In Growth Phase 1, morale is high, investment is high, and momentum is… meh. It’s exciting when you start out, but the money’s not coming in as fast as you’d like.

In Growth Phase 2, you panic. Morale starts to take a nosedive as your reality starts to diverge from your expectations. This usually involves investing a metric fuckton of effort and money into your biz to “fix” the problem* and involves a lot of tactical decisions.

Growth Phase 3 is what Seth Godin calls this The Dip, and it’s your Moment of Truth. You stop investing because you’re hella discouraged (and also, you know, out of money). Morale does a face plant, and you start eating buckets of ice cream on the reg.

***Remember, the problem you’re trying to solve in this phase isn’t the REAL problem. Most of the solutions you’re pouring money into are “outside>in” band-aids that distract you from the foundational pieces you need to focus on.

(It’s like… diets. The reason diets don’t work is NOT because 45 million dieters are “doing it wrong.” It’s that they never took the time to figure out their unique physiology, and what it needs to thrive. They skipped right to the “solution” (weight loss) without addressing the root of the problem.)

All business owners go through these phases, but the ones who operate from an outside>in mentality become even more susceptible to XY fuckery in Growth Phase 2.

Let’s look at an example of an entrepreneur in this situation. We’ll call her XY Diana. (XY Di for short, cause it rhymes.)
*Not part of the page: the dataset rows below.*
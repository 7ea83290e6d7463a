//! Telegram adapter

use async_trait::async_trait;
use reqwest::Client;
use serde::{Deserialize, Serialize};
use std::time::Duration;

use crate::domain::entities::Reply;
use crate::domain::traits::{Bot, BotInfo};
use crate::application::errors::BotError;

/// Telegram API base URL
const API_BASE: &str = "https://api.telegram.org";

/// Telegram update type
#[derive(Debug, Clone, Deserialize, Serialize)]
pub struct Update {
    pub update_id: i64,
    pub message: Option<Message>,
}

#[derive(Debug, Clone, Deserialize, Serialize)]
pub struct Message {
    pub message_id: i64,
    pub from: Option<User>,
    pub chat: Chat,
    pub text: Option<String>,
}

#[derive(Debug, Clone, Deserialize, Serialize)]
pub struct User {
    pub id: i64,
    pub username: Option<String>,
    pub first_name: Option<String>,
}

impl User {
    pub fn to_domain(&self) -> crate::domain::entities::User {
        crate::domain::entities::User::new(self.id.to_string())
            .with_username(self.username.as_deref())
            .with_first_name(self.first_name.as_deref())
    }
}

#[derive(Debug, Clone, Deserialize, Serialize)]
pub struct Chat {
    pub id: i64,
}

/// Envelope of every Bot API response
#[derive(Debug, Deserialize)]
struct ApiResponse<T> {
    ok: bool,
    result: Option<T>,
    description: Option<String>,
}

impl<T> ApiResponse<T> {
    fn into_result(self) -> Result<T, BotError> {
        match (self.ok, self.result) {
            (true, Some(result)) => Ok(result),
            _ => Err(BotError::Network(format!(
                "Telegram API error: {}",
                self.description.unwrap_or_else(|| "no description".to_string())
            ))),
        }
    }
}

/// Telegram bot adapter
pub struct TelegramAdapter {
    token: String,
    client: Client,
    info: BotInfo,
}

impl TelegramAdapter {
    pub fn new(token: impl Into<String>) -> Self {
        Self {
            token: token.into(),
            client: Client::new(),
            info: BotInfo {
                id: "unknown".to_string(),
                name: "xsg-bot".to_string(),
                username: "xsg_bot".to_string(),
            },
        }
    }

    /// Get the API URL for a method
    fn api_url(&self, method: &str) -> String {
        format!("{}/bot{}/{}", API_BASE, self.token, method)
    }

    async fn call<Req, Res>(&self, method: &str, request: &Req, timeout: Option<Duration>) -> Result<Res, BotError>
    where
        Req: Serialize + ?Sized,
        Res: for<'de> Deserialize<'de>,
    {
        let mut builder = self.client.post(self.api_url(method)).json(request);
        if let Some(timeout) = timeout {
            builder = builder.timeout(timeout);
        }

        let response = builder
            .send()
            .await
            .map_err(|e| BotError::Network(e.to_string()))?;

        let status = response.status();
        let data: ApiResponse<Res> = response
            .json()
            .await
            .map_err(|e| BotError::Parse(format!("{} ({})", e, status)))?;

        data.into_result()
    }

    /// Fetch bot info from Telegram API
    pub async fn fetch_bot_info(&mut self) -> Result<(), BotError> {
        #[derive(Deserialize)]
        struct BotInfoResponse {
            id: i64,
            first_name: String,
            username: String,
        }

        let data: BotInfoResponse = self.call("getMe", &serde_json::json!({}), None).await?;

        self.info = BotInfo {
            id: data.id.to_string(),
            name: data.first_name,
            username: data.username,
        };

        Ok(())
    }

    /// Long-poll updates from Telegram using getUpdates API
    pub async fn get_updates(&self, offset: i64, timeout: i64) -> Result<Vec<Update>, BotError> {
        #[derive(Serialize)]
        struct GetUpdatesRequest {
            offset: i64,
            timeout: i64,
            allowed_updates: Vec<String>,
        }

        let request = GetUpdatesRequest {
            offset,
            timeout,
            allowed_updates: vec!["message".to_string()],
        };

        // HTTP timeout must outlast the long poll
        let http_timeout = Duration::from_secs(timeout.max(0) as u64 + 10);
        self.call("getUpdates", &request, Some(http_timeout)).await
    }

    /// Get the next update offset
    pub fn get_next_offset(updates: &[Update], current: i64) -> i64 {
        updates.iter()
            .map(|u| u.update_id + 1)
            .max()
            .unwrap_or(current)
    }

    /// Send a message with specific parse mode
    pub async fn send_message_with_format(
        &self,
        chat_id: &str,
        text: &str,
        parse_mode: Option<&str>,
        disable_preview: bool,
    ) -> Result<String, BotError> {
        #[derive(Serialize)]
        struct SendMessageRequest<'a> {
            chat_id: &'a str,
            text: &'a str,
            #[serde(skip_serializing_if = "Option::is_none")]
            parse_mode: Option<&'a str>,
            disable_web_page_preview: bool,
        }

        #[derive(Deserialize)]
        struct MessageResult {
            message_id: i64,
        }

        let request = SendMessageRequest {
            chat_id,
            text,
            parse_mode,
            disable_web_page_preview: disable_preview,
        };

        let data: MessageResult = self.call("sendMessage", &request, None).await?;
        Ok(data.message_id.to_string())
    }

    /// Register bot commands with Telegram
    pub async fn register_commands(&self, commands: &[(String, String)]) -> Result<(), BotError> {
        #[derive(Serialize)]
        struct Command<'a> {
            command: &'a str,
            description: &'a str,
        }

        #[derive(Serialize)]
        struct SetMyCommandsRequest<'a> {
            commands: Vec<Command<'a>>,
        }

        let request = SetMyCommandsRequest {
            commands: commands
                .iter()
                .map(|(command, description)| Command { command, description })
                .collect(),
        };

        let _: bool = self.call("setMyCommands", &request, None).await?;
        tracing::info!("Registered {} bot commands with Telegram", commands.len());
        Ok(())
    }
}

#[async_trait]
impl Bot for TelegramAdapter {
    async fn start(&self) -> Result<(), BotError> {
        tracing::info!("Starting Telegram bot (token: {}...)", &self.token[..8.min(self.token.len())]);
        Ok(())
    }

    /// Send with the reply's parse mode, falling back to plain text if Telegram rejects the markup
    async fn send_reply(&self, chat_id: &str, reply: &Reply) -> Result<String, BotError> {
        tracing::debug!("Sending to {}: {}", chat_id, reply.text);

        let formatted = self
            .send_message_with_format(chat_id, &reply.text, Some(reply.parse_mode.as_str()), reply.disable_preview)
            .await;

        match formatted {
            Ok(msg_id) => Ok(msg_id),
            Err(e) => {
                tracing::warn!("{} failed, using plain text: {}", reply.parse_mode.as_str(), e);
                self.send_message_with_format(chat_id, &reply.text, None, reply.disable_preview).await
            }
        }
    }

    fn bot_info(&self) -> BotInfo {
        self.info.clone()
    }
}

#[cfg(test)]
mod tests {
    use super::*;

    #[test]
    fn test_parse_updates() {
        let body = r#"{"ok":true,"result":[
            {"update_id":10,"message":{"message_id":1,"from":{"id":5,"username":"alice"},"chat":{"id":-100},"text":"/calc 10"}},
            {"update_id":11,"edited_message":{}}
        ]}"#;
        let data: ApiResponse<Vec<Update>> = serde_json::from_str(body).unwrap();
        let updates = data.into_result().unwrap();

        assert_eq!(updates.len(), 2);
        let msg = updates[0].message.as_ref().unwrap();
        assert_eq!(msg.text.as_deref(), Some("/calc 10"));
        assert_eq!(msg.from.as_ref().unwrap().to_domain().display_name(), "alice");
        assert!(updates[1].message.is_none());
        assert_eq!(TelegramAdapter::get_next_offset(&updates, 0), 12);
    }

    #[test]
    fn test_next_offset_keeps_current_when_idle() {
        assert_eq!(TelegramAdapter::get_next_offset(&[], 42), 42);
    }

    #[test]
    fn test_api_error_envelope() {
        let data: ApiResponse<bool> =
            serde_json::from_str(r#"{"ok":false,"error_code":400,"description":"Bad Request: can't parse entities"}"#).unwrap();
        let err = data.into_result().unwrap_err();
        assert!(err.to_string().contains("can't parse entities"));
    }

    #[test]
    fn test_api_url() {
        let adapter = TelegramAdapter::new("123:abc");
        assert_eq!(adapter.api_url("getMe"), "https://api.telegram.org/bot123:abc/getMe");
    }
}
Di believes the path to success is found outside herself. She buys into the big promise, silver bullet-y marketing programs. (She’s getting bro’d, so hard.)

Di is unconsciously sabotaging herself because she…

Di is acting from a place of force. Sure, she looks calm on the outside, but she’s freakin’ out, man, and she’s buying into all the forceful tactics of the XY Economy™ because of it.

She's already losing trust in herself. And left unchecked, she'll careen into The Dip and be forced to make a "commit or concede" decision.

It’s a vicious machine. And it's lonely. Oh, so lonely.

By contrast, her buddy, XO Flo, has a clear grasp on how all the moving parts of her business work together to form a cohesive strategy. Instead of being bro’d by big-money promises and fear-based marketing, she shows up in her business from a place of power. Flo trusts herself, thinks for herself, and looks to herself for answers before bringing in outside help. And she has the steady, sustainable income to show for it.

XY Di is facing a crucial juncture in her Entrepreneur’s Evolution™. THE crucial juncture. She’s staring down into the abyss of sunk costs (money, time, work, stress-eating), thinking things like:

Is this even worth it?

Maybe the Universe is trying to tell me something.

Should I go back to my corporate job?

Oh, honey.

Listen. Sometimes walking away IS the right answer, and if that’s what Di needs to do, then let’s shower her with hearts and glitter, and wish her well.

But. If Di wants to build a sustainable business from the inside>out — and she totally can — she’s going to have to break the cycle of fear and force (and bros) that’s torpedoing her business into The Dip.

All she needs is 20 seconds of courage to commit to the XO paradigm.

*Which is where those steady, sustainable profits like to hang out.

RECAP

1) The XY Economy™ requires you to surrender your own judgment to that of others. It’s designed to eradicate your self-trust which overrides your instincts even when things feel icky.

2) All business owners move through a cycle of four growth phases called the Entrepreneur’s Evolution™, reaching a pivotal moment at Phase 3: The Dip. This is the Moment of Truth when you must decide whether to commit or concede.

3) There is a way to untangle yourself from the XY Economy™, and rebuild your business from the inside>out.

4) In the XO Economy™, The 5 Pillars of A Sustainable Business are built around the value you bring to your customers.